Gatsby’s story line is fine. He meets the younger sister of an old girlfriend (a sparky performance from Selena Gomez), sings a rendition of Everything Happens To Me at the piano, and hangs out amid the murals in the famous Bemelmans Bar at The Carlyle. Ashleigh, meanwhile, can’t help but find herself pursued by men, ending up locked out in her underwear on Diego Luna’s fire escape.
There’s some deft writing here, as you’d expect from the most-nominated screenwriter in Oscar history, but you also expect a bit more from his characters. It’s not just Woody who’s a bit stuck in the past, but the viewer, straining to remember how Woody would have made it all zing in his heyday.
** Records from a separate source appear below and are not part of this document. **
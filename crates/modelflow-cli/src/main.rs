//! Modelflow CLI
//!
//! The `modelflow` command checks model documents on disk.
//!
//! ## Commands
//!
//! - `check-environment`: Validate a model environment and list every problem
//! - `inspect-definition`: Check a model definition's header fields
//! - `print-environment`: Re-encode a valid environment as pretty JSON

use anyhow::{Context, Result};
use clap::{Parser, Subcommand};
use modelflow_core::{inspect_definition, DefinitionSummary, ModelEnvironment};
use std::path::{Path, PathBuf};
use tracing::{debug, Level};

#[derive(Parser)]
#[command(name = "modelflow")]
#[command(version = env!("CARGO_PKG_VERSION"))]
#[command(about = "Check versioned model definitions and environments", long_about = None)]
struct Cli {
    /// Enable verbose output
    #[arg(short, long, global = true)]
    verbose: bool,

    /// Emit JSON-formatted log lines
    #[arg(long, global = true, env = "MODELFLOW_LOG_JSON")]
    json: bool,

    #[command(subcommand)]
    command: Commands,
}

#[derive(Subcommand)]
enum Commands {
    /// Validate a model environment document
    CheckEnvironment {
        /// Path to the environment document (JSON)
        path: PathBuf,
    },

    /// Check a model definition document without resolving its phase types
    InspectDefinition {
        /// Path to the definition document (JSON)
        path: PathBuf,
    },

    /// Print a valid model environment as pretty JSON
    PrintEnvironment {
        /// Path to the environment document (JSON)
        path: PathBuf,
    },
}

fn main() -> Result<()> {
    let cli = Cli::parse();

    let level = if cli.verbose {
        Level::DEBUG
    } else {
        Level::WARN
    };
    modelflow_core::init_tracing(cli.json, level);

    match cli.command {
        Commands::CheckEnvironment { path } => cmd_check_environment(&path),
        Commands::InspectDefinition { path } => cmd_inspect_definition(&path),
        Commands::PrintEnvironment { path } => cmd_print_environment(&path),
    }
}

// ---------------------------------------------------------------------------
// Command implementations
// ---------------------------------------------------------------------------

fn cmd_check_environment(path: &Path) -> Result<()> {
    let env = load_environment(path)?;
    println!("{}", describe_environment(&env));
    Ok(())
}

fn cmd_inspect_definition(path: &Path) -> Result<()> {
    let summary = load_definition_summary(path)?;
    println!("{}", describe_definition(&summary));
    Ok(())
}

fn cmd_print_environment(path: &Path) -> Result<()> {
    let env = load_environment(path)?;
    let pretty = env
        .to_json_pretty()
        .context("Failed to encode model environment")?;
    println!("{}", pretty);
    Ok(())
}

// ---------------------------------------------------------------------------
// Helpers
// ---------------------------------------------------------------------------

fn read_document(path: &Path) -> Result<String> {
    debug!(path = %path.display(), "reading document");
    std::fs::read_to_string(path).with_context(|| format!("Failed to read {}", path.display()))
}

/// Load and validate an environment. The error chain carries every problem found.
fn load_environment(path: &Path) -> Result<ModelEnvironment> {
    let json = read_document(path)?;
    ModelEnvironment::from_json(&json)
        .with_context(|| format!("{} is not a valid model environment", path.display()))
}

fn load_definition_summary(path: &Path) -> Result<DefinitionSummary> {
    let json = read_document(path)?;
    inspect_definition(&json)
        .with_context(|| format!("{} is not a valid model definition", path.display()))
}

fn describe_environment(env: &ModelEnvironment) -> String {
    let mut lines = vec![format!(
        "Model environment {} {} ({}): ok",
        env.name(),
        env.version(),
        env.protocol_version()
    )];
    lines.push(format!("  table:   {}", env.model_table_uri()));

    match env.extract_environment() {
        Some(extract) => lines.push(format!(
            "  extract: {} column(s), {} kv store(s), {} field binding(s)",
            extract.data_request.columns.len(),
            extract.kv_stores.len(),
            extract.field_bindings.len()
        )),
        None => lines.push("  extract: not configured".to_string()),
    }
    match env.score_environment() {
        Some(score) => lines.push(format!(
            "  score:   output {}, {} kv store(s)",
            score.output_column_name,
            score.kv_stores.len()
        )),
        None => lines.push("  score:   not configured".to_string()),
    }
    lines.join("\n")
}

fn describe_definition(summary: &DefinitionSummary) -> String {
    [
        format!(
            "Model definition {} {} ({}): ok",
            summary.name, summary.version, summary.protocol_version
        ),
        format!("  extractor: {}", summary.extractor_class),
        format!("  scorer:    {}", summary.scorer_class),
    ]
    .join("\n")
}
Ashleigh is inconsistent – is she smart, or an airhead? Why is Gatsby even with her? Gatsby’s sarcastic asides are all jokes from at least the 1950s, referencing Sky Masterson, Of Mice and Men, Grace Kelly and Gigi. Of course, she doesn’t get any of them. “That’s Shakespeare, right?” she giggles when he quotes Cole Porter’s Night and Day. It just doesn’t work. When Annie Hall was distracted, she was still adorable and intelligent; when Mia Farrow’s Cecilia was duped by Jeff Daniels’ Hollywood actor, she was still pitiable for her romantic delusion. She was never annoying.
It’s just as odd to see that ultimate millennial pin-up Chalamet wearing tweeds and speaking words from the head of an old man. He’s clearly what we used to call the Allen surrogate part – see John Cusack, Will Ferrell, Jesse Eisenberg, even Ken Branagh – but it all feels out of step and out of time.
Allen used to know young people really well. Even up til, say, 2004’s Melinda and Melinda, he had a grip on their behaviour and urban pretensions but now he’s looking lost – no coincidence his better efforts recently are about characters wilfully ignoring the present, such as in Midnight in Paris and Blue Jasmine.
But then, suddenly, he reminds you how good a writer he can be and there’s a wonderful movie-stealing moment from Cherry Jones as Gatsby’s mother, who seems to have popped up from a different movie, one of Woody’s more serious pieces, such as September or Another Woman. It made me wish he’d return to one of those now, and make the late-period, reflective, Bergmanian masterpiece he’s so yearned for all his career.
It’s hard to know what to make of A Rainy Day in New York. I loved seeing the city and hearing the Errol Garner piano score but the burnished, heightened photography looked as if syrup had smeared the lens. I’m as partial to nostalgia as anyone, and boy do you need it here – to concoct your own Woody film in your head and remind you why he was so great.
But then, the treatment of Elle Fanning’s blonde feels so gauche and outdated – maybe it required a better actress, a Diane Keaton or a Mia Farrow, to navigate the script. But I suspect it’s not Elle’s fault. I’ve always found her an excellent performer (even finding heart and soul in Nicolas Winding Refn’s style horror The Neon Demon). Pains me to say it, what is needed was actually a better – or younger – writer and director.